Mereka berempat kemudian melanjutkan jalan-jalannya dan saat berada di area yang luas dengan air mancur ditengahnya, Claire menghentikan Julian.
"Master, bukankah itu adalah Nona Karina?" Claire memegangi ujung pakaian Julian dan melihat ke suatu arah.
"Karin!? Dimana?" Julian segera menoleh.
Julian menyipitkan matanya saat melihat seorang wanita yang mirip dengan Karina dan dia sedang dikelilingi oleh prajurit.
"Bukan, dia bukan Karin," ucap Julian.
"Eh? Tapi bukankah itu..." Claire memiringkan kepalanya.
"Benar, dia memang Karin jika dilihat penampilannya. Namun aku sudah menghapal bau Karin dan wanita didepan sana bukanlah Karin." Julian menunjuk hidung nya.
"Kalau penampilannya sama dengan Nona Karina tapi dia bukanlah Nona Karina, apakah dia peniru?" Nimi mengangkat tangannya.
"Bisa jadi dia penipu!' Mine juga mengangkat tangannya.
"Bukan keduanya. Bisa jadi dia adalah seorang wanita yang disuruh berpenampilan seperti Karina untuk sebuah tujuan." Julian menggeleng-gelengkan kepalanya.
"!!" Saat Julian akan berbicara lagi, ia merasakan perasaan yang familiar yang sudah pernah ia rasakan sebelumnya.
Lalu Julian melihat kearah Nimi dan Mine. Mereka sudah tahu apa maksud dari tatapan Julian karena mereka juga merasakannya.
Nimi dan Mine menghilang dari tempat mereka dan muncul diatas sebuah bangunan yang jaraknya cukup jauh dari tempat mereka berdiri tadi.
"Menyerah." Nimi mengeluarkan pisau dan mengarahkannya ke leher orang berpakaian serba hitam yang sedang tiarap di atap.
"!!" Orang itu terkejut dengan kedatangan Nimi yang sama sekali tidak bersuara.
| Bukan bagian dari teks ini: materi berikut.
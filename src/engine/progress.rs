//! Per-learner progress records.
//!
//! Records are owned by the (user, node) pair and outlive content
//! regeneration; they are created on first access and never deleted while
//! the course exists. The `remedial_generated` flags are the idempotency
//! guards for the remediation policy and are only flipped after the matching
//! insertion has committed.

use serde::{Deserialize, Serialize};
use time::OffsetDateTime;

use super::grader::QuestionResult;
use crate::utils::now_utc;

/// One graded attempt, kept in an append-only history.
#[derive(Debug, Clone, Serialize, Deserialize, utoipa::ToSchema)]
#[serde(rename_all = "camelCase")]
pub struct AttemptRecord {
    pub attempt_number: u32,
    pub score: f64,
    #[serde(with = "time::serde::rfc3339")]
    #[schema(value_type = String)]
    pub timestamp: OffsetDateTime,
    pub results: Vec<QuestionResult>,
    pub passed: bool,
}

/// Progress of one learner through one submodule.
#[derive(Debug, Clone, Serialize, Deserialize)]
#[serde(rename_all = "camelCase")]
pub struct SubmoduleProgress {
    pub user_id: String,
    pub course_id: String,
    pub module_id: String,
    pub sub_module_id: String,
    #[serde(default)]
    pub test_attempts: u32,
    #[serde(default)]
    pub fail_count: u32,
    #[serde(default)]
    pub best_test_score: f64,
    #[serde(default)]
    pub quiz_passed: bool,
    #[serde(default)]
    pub last_attempt_score: f64,
    #[serde(default)]
    pub last_attempt_answers: Vec<String>,
    #[serde(default)]
    pub last_attempt_results: Vec<QuestionResult>,
    #[serde(default)]
    pub last_attempt_passed: bool,
    #[serde(default)]
    pub weak_areas: Vec<String>,
    /// Idempotency guard: at most one remedial submodule per failure streak.
    #[serde(default)]
    pub remedial_generated: bool,
    #[serde(default, skip_serializing_if = "Option::is_none")]
    pub remedial_sub_module_id: Option<String>,
    #[serde(default)]
    pub content_completed: bool,
    #[serde(default)]
    pub completed_via_exam: bool,
    #[serde(default)]
    pub attempt_history: Vec<AttemptRecord>,
    #[serde(with = "time::serde::rfc3339")]
    pub started_at: OffsetDateTime,
    #[serde(default, with = "time::serde::rfc3339::option")]
    pub last_test_at: Option<OffsetDateTime>,
}

impl SubmoduleProgress {
    pub fn new(user_id: &str, course_id: &str, module_id: &str, sub_module_id: &str) -> Self {
        Self {
            user_id: user_id.to_string(),
            course_id: course_id.to_string(),
            module_id: module_id.to_string(),
            sub_module_id: sub_module_id.to_string(),
            test_attempts: 0,
            fail_count: 0,
            best_test_score: 0.0,
            quiz_passed: false,
            last_attempt_score: 0.0,
            last_attempt_answers: Vec::new(),
            last_attempt_results: Vec::new(),
            last_attempt_passed: false,
            weak_areas: Vec::new(),
            remedial_generated: false,
            remedial_sub_module_id: None,
            content_completed: false,
            completed_via_exam: false,
            attempt_history: Vec::new(),
            started_at: now_utc(),
            last_test_at: None,
        }
    }

    pub fn has_attempted(&self) -> bool {
        self.test_attempts > 0
    }

    /// Record one graded attempt: bumps the counters, refreshes the
    /// last-attempt snapshot and best score, and appends to the history.
    pub fn record_attempt(
        &mut self,
        score: f64,
        passed: bool,
        answers: Vec<String>,
        results: Vec<QuestionResult>,
        weak_areas: Vec<String>,
    ) -> u32 {
        self.test_attempts += 1;
        self.last_test_at = Some(now_utc());
        self.best_test_score = self.best_test_score.max(score);
        self.last_attempt_score = score;
        self.last_attempt_answers = answers;
        self.last_attempt_passed = passed;
        if passed {
            self.quiz_passed = true;
            self.content_completed = true;
        } else {
            self.fail_count += 1;
            // keep only the strongest signals for the remedial prompt
            self.weak_areas = weak_areas.into_iter().take(3).collect();
        }
        self.attempt_history.push(AttemptRecord {
            attempt_number: self.test_attempts,
            score,
            timestamp: now_utc(),
            results: results.clone(),
            passed,
        });
        self.last_attempt_results = results;
        self.test_attempts
    }
}

/// Progress of one learner through one module's exam.
#[derive(Debug, Clone, Serialize, Deserialize)]
#[serde(rename_all = "camelCase")]
pub struct ModuleProgress {
    pub user_id: String,
    pub course_id: String,
    pub module_id: String,
    #[serde(default)]
    pub exam_attempts: u32,
    #[serde(default)]
    pub best_exam_score: f64,
    #[serde(default)]
    pub exam_passed: bool,
    #[serde(default)]
    pub last_attempt_score: f64,
    #[serde(default)]
    pub last_attempt_answers: Vec<String>,
    #[serde(default)]
    pub last_attempt_results: Vec<QuestionResult>,
    #[serde(default)]
    pub last_attempt_passed: bool,
    /// Idempotency guard: at most one remedial module per failure streak.
    #[serde(default)]
    pub remedial_generated: bool,
    #[serde(default, skip_serializing_if = "Option::is_none")]
    pub remedial_module_id: Option<String>,
    #[serde(default)]
    pub attempt_history: Vec<AttemptRecord>,
    #[serde(with = "time::serde::rfc3339")]
    pub started_at: OffsetDateTime,
    #[serde(default, with = "time::serde::rfc3339::option")]
    pub last_exam_at: Option<OffsetDateTime>,
}

impl ModuleProgress {
    pub fn new(user_id: &str, course_id: &str, module_id: &str) -> Self {
        Self {
            user_id: user_id.to_string(),
            course_id: course_id.to_string(),
            module_id: module_id.to_string(),
            exam_attempts: 0,
            best_exam_score: 0.0,
            exam_passed: false,
            last_attempt_score: 0.0,
            last_attempt_answers: Vec::new(),
            last_attempt_results: Vec::new(),
            last_attempt_passed: false,
            remedial_generated: false,
            remedial_module_id: None,
            attempt_history: Vec::new(),
            started_at: now_utc(),
            last_exam_at: None,
        }
    }

    pub fn has_attempted(&self) -> bool {
        self.exam_attempts > 0
    }

    pub fn record_attempt(
        &mut self,
        score: f64,
        passed: bool,
        answers: Vec<String>,
        results: Vec<QuestionResult>,
    ) -> u32 {
        self.exam_attempts += 1;
        self.last_exam_at = Some(now_utc());
        self.best_exam_score = self.best_exam_score.max(score);
        self.last_attempt_score = score;
        self.last_attempt_answers = answers;
        self.last_attempt_passed = passed;
        if passed {
            self.exam_passed = true;
        }
        self.attempt_history.push(AttemptRecord {
            attempt_number: self.exam_attempts,
            score,
            timestamp: now_utc(),
            results: results.clone(),
            passed,
        });
        self.last_attempt_results = results;
        self.exam_attempts
    }

    /// Question texts answered wrong across the whole attempt history, used
    /// to target the remedial module.
    pub fn wrong_question_texts(&self, limit: usize) -> Vec<String> {
        let mut texts = Vec::new();
        for attempt in &self.attempt_history {
            for result in &attempt.results {
                if !result.is_correct && texts.len() < limit {
                    texts.push(format!(
                        "{} (answered: {})",
                        result.correct_answer, result.user_answer
                    ));
                }
            }
        }
        texts
    }
}

#[cfg(test)]
mod tests {
    use super::*;

    #[test]
    fn failed_attempt_increments_fail_count_and_keeps_best_score() {
        let mut progress = SubmoduleProgress::new("u", "c", "m", "s");
        progress.record_attempt(80.0, true, vec![], vec![], vec![]);
        assert!(progress.quiz_passed);
        assert_eq!(progress.fail_count, 0);

        progress.record_attempt(30.0, false, vec![], vec![], vec!["q1".to_string()]);
        assert_eq!(progress.test_attempts, 2);
        assert_eq!(progress.fail_count, 1);
        assert_eq!(progress.best_test_score, 80.0);
        assert_eq!(progress.last_attempt_score, 30.0);
        // a later failure never clears the pass flag
        assert!(progress.quiz_passed);
        assert_eq!(progress.attempt_history.len(), 2);
    }

    #[test]
    fn weak_areas_are_capped_at_three() {
        let mut progress = SubmoduleProgress::new("u", "c", "m", "s");
        let weak: Vec<String> = (0..5).map(|i| format!("q{i}")).collect();
        progress.record_attempt(0.0, false, vec![], vec![], weak);
        assert_eq!(progress.weak_areas.len(), 3);
    }

    #[test]
    fn module_history_is_append_only() {
        let mut progress = ModuleProgress::new("u", "c", "m");
        progress.record_attempt(40.0, false, vec![], vec![]);
        progress.record_attempt(65.0, false, vec![], vec![]);
        progress.record_attempt(90.0, true, vec![], vec![]);
        assert_eq!(progress.exam_attempts, 3);
        assert_eq!(
            progress
                .attempt_history
                .iter()
                .map(|a| a.attempt_number)
                .collect::<Vec<_>>(),
            vec![1, 2, 3]
        );
        assert_eq!(progress.best_exam_score, 90.0);
        assert!(progress.exam_passed);
    }
}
Dia memukul lengan Nimi yang memegang pisau namun sudah dihentikan lebih dulu oleh Mine. Mine mengangkat tubuh orang itu dan memukul perutnya.
"Ugh!" Orang itu memegangi perutnya yang kesakitan.
"Kita tidak boleh membunuhnya," ucap Nimi.
"Tapi bukan berarti kita tidak boleh melukainya." Mine berteriak dan bergegas kedepan.
Mine mengeluarkan pisau gandanya dan melempar pisau ditangan kanannya kearah depan.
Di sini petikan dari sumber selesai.